We had our own milder version of excessive debt in New Zealand through the 1980s and 1990s. Solving that problem was a long painful process requiring a restructuring of most of the economy.

In fact, it took until 2006 to get net debt back to where it was in 1972 as a proportion of GDP.

So markets are grappling with this new situation and sending us some interesting signals.

World sharemarkets are signalling lower growth, and have mostly fallen 15 to 25 per cent since their highs earlier in the year. But considering how much they had risen, this is not especially unusual.

What is unusual is the plummet in long-term interest rates for those countries still deemed credit worthy. Long-term yields on government bonds in the United States, the UK and most Eurozone countries are below two and a half per cent.
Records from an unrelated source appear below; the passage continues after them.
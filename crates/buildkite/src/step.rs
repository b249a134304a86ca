//! Step options
//!
//! A step is described by its label plus an ordered list of [`StepOpt`]s.
//! Options are plain data so callers can inspect them before they are applied;
//! [`crate::PipelineBuilder`] turns them into a [`CommandStep`].

use crate::cache::{CacheOptions, CacheSettings};
use crate::schema::{
    AutomaticRetryRule, BuildOptions, CommandStep, ExitStatus, ManualRetry, RetryConfig,
    SlackNotify, SoftFail, SoftFailStatus, StepNotify, TriggerStep,
};

/// Script that runs a command and turns its output into build annotations.
pub const ANNOTATED_COMMAND_SCRIPT: &str = "./enterprise/dev/ci/scripts/annotated-command.sh";

/// Condition that keeps a step off draft pull requests.
pub const READY_FOR_REVIEW_CONDITION: &str = "build.pull_request.draft != true";

/// `./tr` is linked into the checkout by the agent hooks and records a trace span
/// for the command it wraps.
#[must_use]
pub fn traced_cmd(command: &str) -> String {
    format!("./tr {command}")
}

/// Severity of annotations produced by an annotated command
#[derive(Debug, Clone, Copy, PartialEq, Eq, Default)]
pub enum AnnotationType {
    /// Error annotation
    #[default]
    Error,
    /// Warning annotation
    Warning,
    /// Informational annotation
    Info,
}

impl AnnotationType {
    /// The name used by `buildkite-agent annotate --style`.
    #[must_use]
    pub const fn as_str(self) -> &'static str {
        match self {
            Self::Error => "error",
            Self::Warning => "warning",
            Self::Info => "info",
        }
    }
}

/// Annotation settings for an annotated command
#[derive(Debug, Clone, Default, PartialEq, Eq)]
pub struct AnnotationOpts {
    /// Annotation severity
    pub kind: AnnotationType,
    /// Prefix annotations with the names of the files that produced them
    pub include_names: bool,
    /// Share one annotation context between several jobs
    pub multi_job_context: Option<String>,
}

/// Test report upload settings for an annotated command
#[derive(Debug, Clone, PartialEq, Eq)]
pub struct TestReportOpts {
    /// Environment variable holding the test analytics suite key
    pub test_suite_key_variable_name: String,
}

/// Options for [`StepOpt::AnnotatedCmd`]
#[derive(Debug, Clone, Default, PartialEq, Eq)]
pub struct AnnotatedCmdOpts {
    /// Annotations to create from the command output
    pub annotations: Option<AnnotationOpts>,
    /// Test reports to upload
    pub test_reports: Option<TestReportOpts>,
}

impl AnnotatedCmdOpts {
    /// Error annotations with default settings.
    #[must_use]
    pub fn annotations() -> Self {
        Self {
            annotations: Some(AnnotationOpts::default()),
            test_reports: None,
        }
    }

    /// Upload test reports under the suite key held in `variable`.
    #[must_use]
    pub fn test_reports(variable: impl Into<String>) -> Self {
        Self {
            annotations: None,
            test_reports: Some(TestReportOpts {
                test_suite_key_variable_name: variable.into(),
            }),
        }
    }

    fn annotate_env(&self) -> String {
        self.annotations.as_ref().map_or_else(String::new, |opts| {
            let mut flags = format!("-t {}", opts.kind.as_str());
            if let Some(context) = &opts.multi_job_context {
                flags.push_str(" -c ");
                flags.push_str(context);
            }
            format!("{} {}", opts.include_names, flags)
        })
    }

    fn test_report_env(&self) -> String {
        self.test_reports
            .as_ref()
            .map(|opts| opts.test_suite_key_variable_name.clone())
            .unwrap_or_default()
    }
}

/// Slack notification sent when a step finishes
#[derive(Debug, Clone, PartialEq, Eq)]
pub struct SlackStepNotify {
    /// Message to post
    pub message: String,
    /// Channel to post to
    pub channel_name: String,
    /// Only notify when the step failed
    pub only_on_failure: bool,
}

/// A single option applied to a command step
#[derive(Debug, Clone, PartialEq)]
pub enum StepOpt {
    /// Traced command (see [`traced_cmd`])
    Cmd(String),
    /// Command used verbatim
    RawCmd(String),
    /// Command whose output is turned into annotations and test reports
    AnnotatedCmd(String, AnnotatedCmdOpts),
    /// Environment variable
    Env(String, String),
    /// Step key
    Key(String),
    /// Keys this step waits for
    DependsOn(Vec<String>),
    /// Run even if a dependency failed
    AllowDependencyFailure,
    /// Exit codes treated as soft failures; empty means any failure
    SoftFail(Vec<i32>),
    /// Retry any failure up to the given limit
    AutomaticRetry(u32),
    /// Retry a specific exit status up to the given limit
    AutomaticRetryStatus(u32, i32),
    /// Forbid manual retries, with the reason shown in the UI
    DisableManualRetry(String),
    /// Artifact globs uploaded after the step
    ArtifactPaths(Vec<String>),
    /// Agent targeting rule
    Agent(String, String),
    /// Plugin and its configuration
    Plugin(String, serde_json::Value),
    /// Cache some paths between builds
    Cache(CacheOptions),
    /// Skip draft pull requests unless forced
    IfReadyForReview(bool),
    /// Skip the step with a reason
    Skip(String),
    /// Limit concurrency within a named group
    Concurrency {
        /// Group name
        group: String,
        /// Maximum concurrent jobs
        limit: u32,
    },
    /// Number of parallel jobs
    Parallelism(u32),
    /// Timeout in minutes
    Timeout(u32),
    /// Slack notification
    SlackStepNotify(SlackStepNotify),
}

impl StepOpt {
    /// Traced command.
    pub fn cmd(command: impl Into<String>) -> Self {
        Self::Cmd(command.into())
    }

    /// Command used verbatim.
    pub fn raw_cmd(command: impl Into<String>) -> Self {
        Self::RawCmd(command.into())
    }

    /// Annotated command.
    pub fn annotated_cmd(command: impl Into<String>, opts: AnnotatedCmdOpts) -> Self {
        Self::AnnotatedCmd(command.into(), opts)
    }

    /// Environment variable.
    pub fn env(key: impl Into<String>, value: impl Into<String>) -> Self {
        Self::Env(key.into(), value.into())
    }

    /// Step key.
    pub fn key(key: impl Into<String>) -> Self {
        Self::Key(key.into())
    }

    /// Single dependency.
    pub fn depends_on(key: impl Into<String>) -> Self {
        Self::DependsOn(vec![key.into()])
    }

    /// Agent targeting rule.
    pub fn agent(key: impl Into<String>, value: impl Into<String>) -> Self {
        Self::Agent(key.into(), value.into())
    }

    /// Artifact globs.
    pub fn artifact_paths<I, S>(paths: I) -> Self
    where
        I: IntoIterator<Item = S>,
        S: Into<String>,
    {
        Self::ArtifactPaths(paths.into_iter().map(Into::into).collect())
    }

    /// Manual retries are not allowed.
    pub fn disable_manual_retry(reason: impl Into<String>) -> Self {
        Self::DisableManualRetry(reason.into())
    }

    pub(crate) fn apply(self, step: &mut CommandStep, cache: &CacheSettings) {
        match self {
            Self::Cmd(command) => step.command.push(traced_cmd(&command)),
            Self::RawCmd(command) => step.command.push(command),
            Self::AnnotatedCmd(command, opts) => {
                step.env
                    .insert("ANNOTATE_OPTS".to_string(), opts.annotate_env());
                step.env
                    .insert("TEST_REPORT_OPTS".to_string(), opts.test_report_env());
                step.command.push(format!(
                    "{ANNOTATED_COMMAND_SCRIPT} {}",
                    traced_cmd(&command)
                ));
            }
            Self::Env(key, value) => {
                step.env.insert(key, value);
            }
            Self::Key(key) => step.key = Some(key),
            Self::DependsOn(keys) => step.depends_on.extend(keys),
            Self::AllowDependencyFailure => step.allow_dependency_failure = Some(true),
            Self::SoftFail(codes) if codes.is_empty() => step.soft_fail = Some(SoftFail::Any(true)),
            Self::SoftFail(codes) => {
                let mut statuses = match step.soft_fail.take() {
                    Some(SoftFail::ExitStatuses(existing)) => existing,
                    _ => Vec::new(),
                };
                statuses.extend(
                    codes
                        .into_iter()
                        .map(|exit_status| SoftFailStatus { exit_status }),
                );
                step.soft_fail = Some(SoftFail::ExitStatuses(statuses));
            }
            Self::AutomaticRetry(limit) => {
                step.retry.get_or_insert_with(RetryConfig::default).automatic =
                    vec![AutomaticRetryRule {
                        exit_status: ExitStatus::Any,
                        limit,
                    }];
            }
            Self::AutomaticRetryStatus(limit, status) => {
                step.retry
                    .get_or_insert_with(RetryConfig::default)
                    .automatic
                    .push(AutomaticRetryRule {
                        exit_status: ExitStatus::Code(status),
                        limit,
                    });
            }
            Self::DisableManualRetry(reason) => {
                step.retry.get_or_insert_with(RetryConfig::default).manual = Some(ManualRetry {
                    allowed: false,
                    reason: Some(reason),
                });
            }
            Self::ArtifactPaths(paths) => step.artifact_paths.extend(paths),
            Self::Agent(key, value) => {
                step.agents.insert(key, value);
            }
            Self::Plugin(name, config) => {
                step.plugins.insert(name, config);
            }
            Self::Cache(options) => {
                step.plugins
                    .insert(cache.plugin.clone(), cache.plugin_config(&options));
            }
            Self::IfReadyForReview(force) => {
                if !force {
                    step.condition = Some(READY_FOR_REVIEW_CONDITION.to_string());
                }
            }
            Self::Skip(reason) => step.skip = Some(reason),
            Self::Concurrency { group, limit } => {
                step.concurrency_group = Some(group);
                step.concurrency = Some(limit);
            }
            Self::Parallelism(count) => step.parallelism = Some(count),
            Self::Timeout(minutes) => step.timeout_in_minutes = Some(minutes),
            Self::SlackStepNotify(notify) => step.notify.push(StepNotify {
                slack: SlackNotify {
                    channels: vec![notify.channel_name],
                    message: notify.message,
                },
                condition: notify
                    .only_on_failure
                    .then(|| "step.outcome == \"hard_failed\"".to_string()),
            }),
        }
    }
}

/// A single option applied to a trigger step
#[derive(Debug, Clone, PartialEq, Eq)]
pub enum TriggerOpt {
    /// Step key
    Key(String),
    /// Do not wait for the triggered build
    Async(bool),
    /// Attributes of the triggered build
    Build(BuildOptions),
    /// Keys this step waits for
    DependsOn(Vec<String>),
}

impl TriggerOpt {
    pub(crate) fn apply(self, step: &mut TriggerStep) {
        match self {
            Self::Key(key) => step.key = Some(key),
            Self::Async(is_async) => step.is_async = Some(is_async),
            Self::Build(build) => step.build = Some(build),
            Self::DependsOn(keys) => step.depends_on.extend(keys),
        }
    }
}

#[cfg(test)]
mod tests {
    use super::*;

    fn apply_all(opts: Vec<StepOpt>) -> CommandStep {
        let cache = CacheSettings::default();
        let mut step = CommandStep::default();
        for opt in opts {
            opt.apply(&mut step, &cache);
        }
        step
    }

    #[test]
    fn test_cmd_is_traced() {
        let step = apply_all(vec![
            StepOpt::cmd("./dev/ci/go-build.sh"),
            StepOpt::raw_cmd("echo done"),
        ]);
        assert_eq!(step.command, vec!["./tr ./dev/ci/go-build.sh", "echo done"]);
    }

    #[test]
    fn test_annotated_cmd_sets_env() {
        let step = apply_all(vec![StepOpt::annotated_cmd(
            "./dev/ci/go-test.sh",
            AnnotatedCmdOpts {
                annotations: Some(AnnotationOpts {
                    kind: AnnotationType::Warning,
                    include_names: true,
                    multi_job_context: Some("puppeteer".to_string()),
                }),
                test_reports: None,
            },
        )]);

        assert_eq!(
            step.command,
            vec![format!("{ANNOTATED_COMMAND_SCRIPT} ./tr ./dev/ci/go-test.sh")]
        );
        assert_eq!(step.env["ANNOTATE_OPTS"], "true -t warning -c puppeteer");
        assert_eq!(step.env["TEST_REPORT_OPTS"], "");
    }

    #[test]
    fn test_soft_fail_variants() {
        let any = apply_all(vec![StepOpt::SoftFail(vec![])]);
        assert_eq!(any.soft_fail, Some(SoftFail::Any(true)));

        let codes = apply_all(vec![StepOpt::SoftFail(vec![222]), StepOpt::SoftFail(vec![27])]);
        assert_eq!(
            codes.soft_fail,
            Some(SoftFail::ExitStatuses(vec![
                SoftFailStatus { exit_status: 222 },
                SoftFailStatus { exit_status: 27 },
            ]))
        );
    }

    #[test]
    fn test_retry_options_accumulate() {
        let step = apply_all(vec![
            StepOpt::AutomaticRetryStatus(3, 10),
            StepOpt::AutomaticRetryStatus(3, 222),
        ]);
        let retry = step.retry.unwrap();
        assert_eq!(retry.automatic.len(), 2);
        assert_eq!(retry.automatic[1].exit_status, ExitStatus::Code(222));
    }

    #[test]
    fn test_disable_manual_retry() {
        let step = apply_all(vec![StepOpt::disable_manual_retry("restart the pipeline")]);
        assert!(step.manual_retry_disabled());
    }

    #[test]
    fn test_if_ready_for_review() {
        let step = apply_all(vec![StepOpt::IfReadyForReview(false)]);
        assert_eq!(step.condition.as_deref(), Some(READY_FOR_REVIEW_CONDITION));

        let forced = apply_all(vec![StepOpt::IfReadyForReview(true)]);
        assert!(forced.condition.is_none());
    }

    #[test]
    fn test_cache_uses_pipeline_settings() {
        let step = apply_all(vec![StepOpt::Cache(CacheOptions {
            id: "node_modules".to_string(),
            key: "k".to_string(),
            restore_keys: vec![],
            paths: vec!["node_modules".to_string()],
            compress: false,
        })]);
        assert!(step.plugins.contains_key("gencer/cache#v2.4.10"));
    }

    #[test]
    fn test_slack_notify_on_failure() {
        let step = apply_all(vec![StepOpt::SlackStepNotify(SlackStepNotify {
            message: "flake".to_string(),
            channel_name: "code-intel-buildkite".to_string(),
            only_on_failure: true,
        })]);
        assert_eq!(step.notify[0].slack.channels, vec!["code-intel-buildkite"]);
        assert!(step.notify[0].condition.is_some());
    }
}
impl Operation for TypescriptCheck {
    fn name(&self) -> String {
        "TypeScript check".to_string()
    }

    fn apply(&self, pipeline: &mut PipelineBuilder) {
        pipeline.add_step(
            ":typescript: Build TS",
            [pnpm_cache(), StepOpt::cmd("dev/ci/pnpm-run.sh build-ts")],
        );
    }
}

/// OSS and enterprise web app builds plus the web app unit tests
#[derive(Debug, Clone, Copy, Default)]
pub struct WebApp;

impl Operation for WebApp {
    fn name(&self) -> String {
        "web app".to_string()
    }

    fn apply(&self, pipeline: &mut PipelineBuilder) {
        pipeline.add_step(
            ":webpack::globe_with_meridians: Build",
            [
                pnpm_cache(),
                StepOpt::cmd("dev/ci/pnpm-build.sh client/web"),
                StepOpt::env("NODE_ENV", "production"),
                StepOpt::env("ENTERPRISE", ""),
            ],
        );

        pipeline.add_step(
            ":webpack::globe_with_meridians::moneybag: Enterprise build",
            [
                pnpm_cache(),
                StepOpt::cmd("dev/ci/pnpm-build.sh client/web"),
                StepOpt::env("NODE_ENV", "production"),
                StepOpt::env("ENTERPRISE", "1"),
                StepOpt::env("CHECK_BUNDLESIZE", "1"),
                // keeps bundle size output comparable with main
                StepOpt::env("WEBPACK_USE_NAMED_CHUNKS", "true"),
            ],
        );

        pipeline.add_step(
            ":jest::globe_with_meridians: Test (client/web)",
            [
                pnpm_cache(),
                StepOpt::annotated_cmd("dev/ci/pnpm-test.sh client/web", unit_test_reports()),
                StepOpt::cmd("dev/ci/codecov.sh -c -F typescript -F unit"),
            ],
        );
    }
}

/// Unit tests outside the web app and the browser extension
#[derive(Debug, Clone, Copy, Default)]
pub struct FrontendTests;

impl Operation for FrontendTests {
    fn name(&self) -> String {
        "frontend tests".to_string()
    }

    fn apply(&self, pipeline: &mut PipelineBuilder) {
        pipeline.add_step(
            ":jest: Test (all)",
            [
                pnpm_cache(),
                StepOpt::annotated_cmd(
                    "dev/ci/pnpm-test.sh --testPathIgnorePatterns client/web client/browser",
                    unit_test_reports(),
                ),
                StepOpt::cmd("dev/ci/codecov.sh -c -F typescript -F unit"),
            ],
        );
    }
}

/// Browser extension unit tests
#[derive(Debug, Clone, Copy, Default)]
pub struct BrowserExtensionUnitTests;

impl Operation for BrowserExtensionUnitTests {
    fn name(&self) -> String {
        "browser extension unit tests".to_string()
    }

    fn apply(&self, pipeline: &mut PipelineBuilder) {
        pipeline.add_step(
            ":jest::chrome: Test (client/browser)",
            [
                pnpm_cache(),
                StepOpt::annotated_cmd("dev/ci/pnpm-test.sh client/browser", unit_test_reports()),
                StepOpt::cmd("dev/ci/codecov.sh -c -F typescript -F unit"),
            ],
        );
    }
}

/// JetBrains plugin build
#[derive(Debug, Clone, Copy, Default)]
pub struct JetBrainsUnitTests;

impl Operation for JetBrainsUnitTests {
    fn name(&self) -> String {
        "JetBrains unit tests".to_string()
    }

    fn apply(&self, pipeline: &mut PipelineBuilder) {
        pipeline.add_step(
            ":jest::java: Test (client/jetbrains)",
            [
                pnpm_cache(),
                StepOpt::cmd(PNPM_INSTALL),
                StepOpt::cmd("pnpm generate"),
                StepOpt::cmd("pnpm --filter @sourcegraph/jetbrains run build"),
            ],
        );
    }
}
At the same time as interest rates have been dropping sharply, the default premiums built into sovereign interest rates have been widening, to the point where sovereign default risk appears to account for up to half the yield of many stronger nations – and around three-quarters for countries such as Italy and Spain.

So the risk-free rate has dropped significantly – investors are primarily interested in security, to the point where they will accept zero or even negative real returns in exchange for certainty of being repaid.

That puts every country under the microscope. Are their debt levels acceptable? Are there plans to contain debt and get it down? Do the government’s policies help or hinder economic growth?

New Zealand’s position

So where does New Zealand fit into this picture in 2011?

If I had to sum it up, it would be fair to say that the New Zealand ship is in better shape, and certainly more seaworthy, than it was even three years ago. But at the same time, the global waters have become rougher.

Compared to other countries, New Zealand has come through the recession in reasonably good shape. We did not have a banking collapse, household incomes have continued to grow moderately and unemployment peaked at 7 per cent and is coming down.

Looking ahead we have many opportunities, but also some risks.

Many of our opportunities revolve around our increasing trade with the fast-growing Asia-Pacific region, near record-high commodity prices and our strong fiscal position.

The Government is focused in the longer term on lifting incomes and creating jobs in New Zealand by selling more of our goods and services to our Asia-Pacific neighbours.

We are strongly motivated by this opportunity. It is limited only by our ability to organise our domestic resources to support a stronger export performance.

At the same time, we face two main risks – demand risk and financial market risk.

Both internal and external demand will fluctuate. New Zealand consumers have got the message on debt. The latest credit aggregates show bank lending is barely growing and consumption is flat.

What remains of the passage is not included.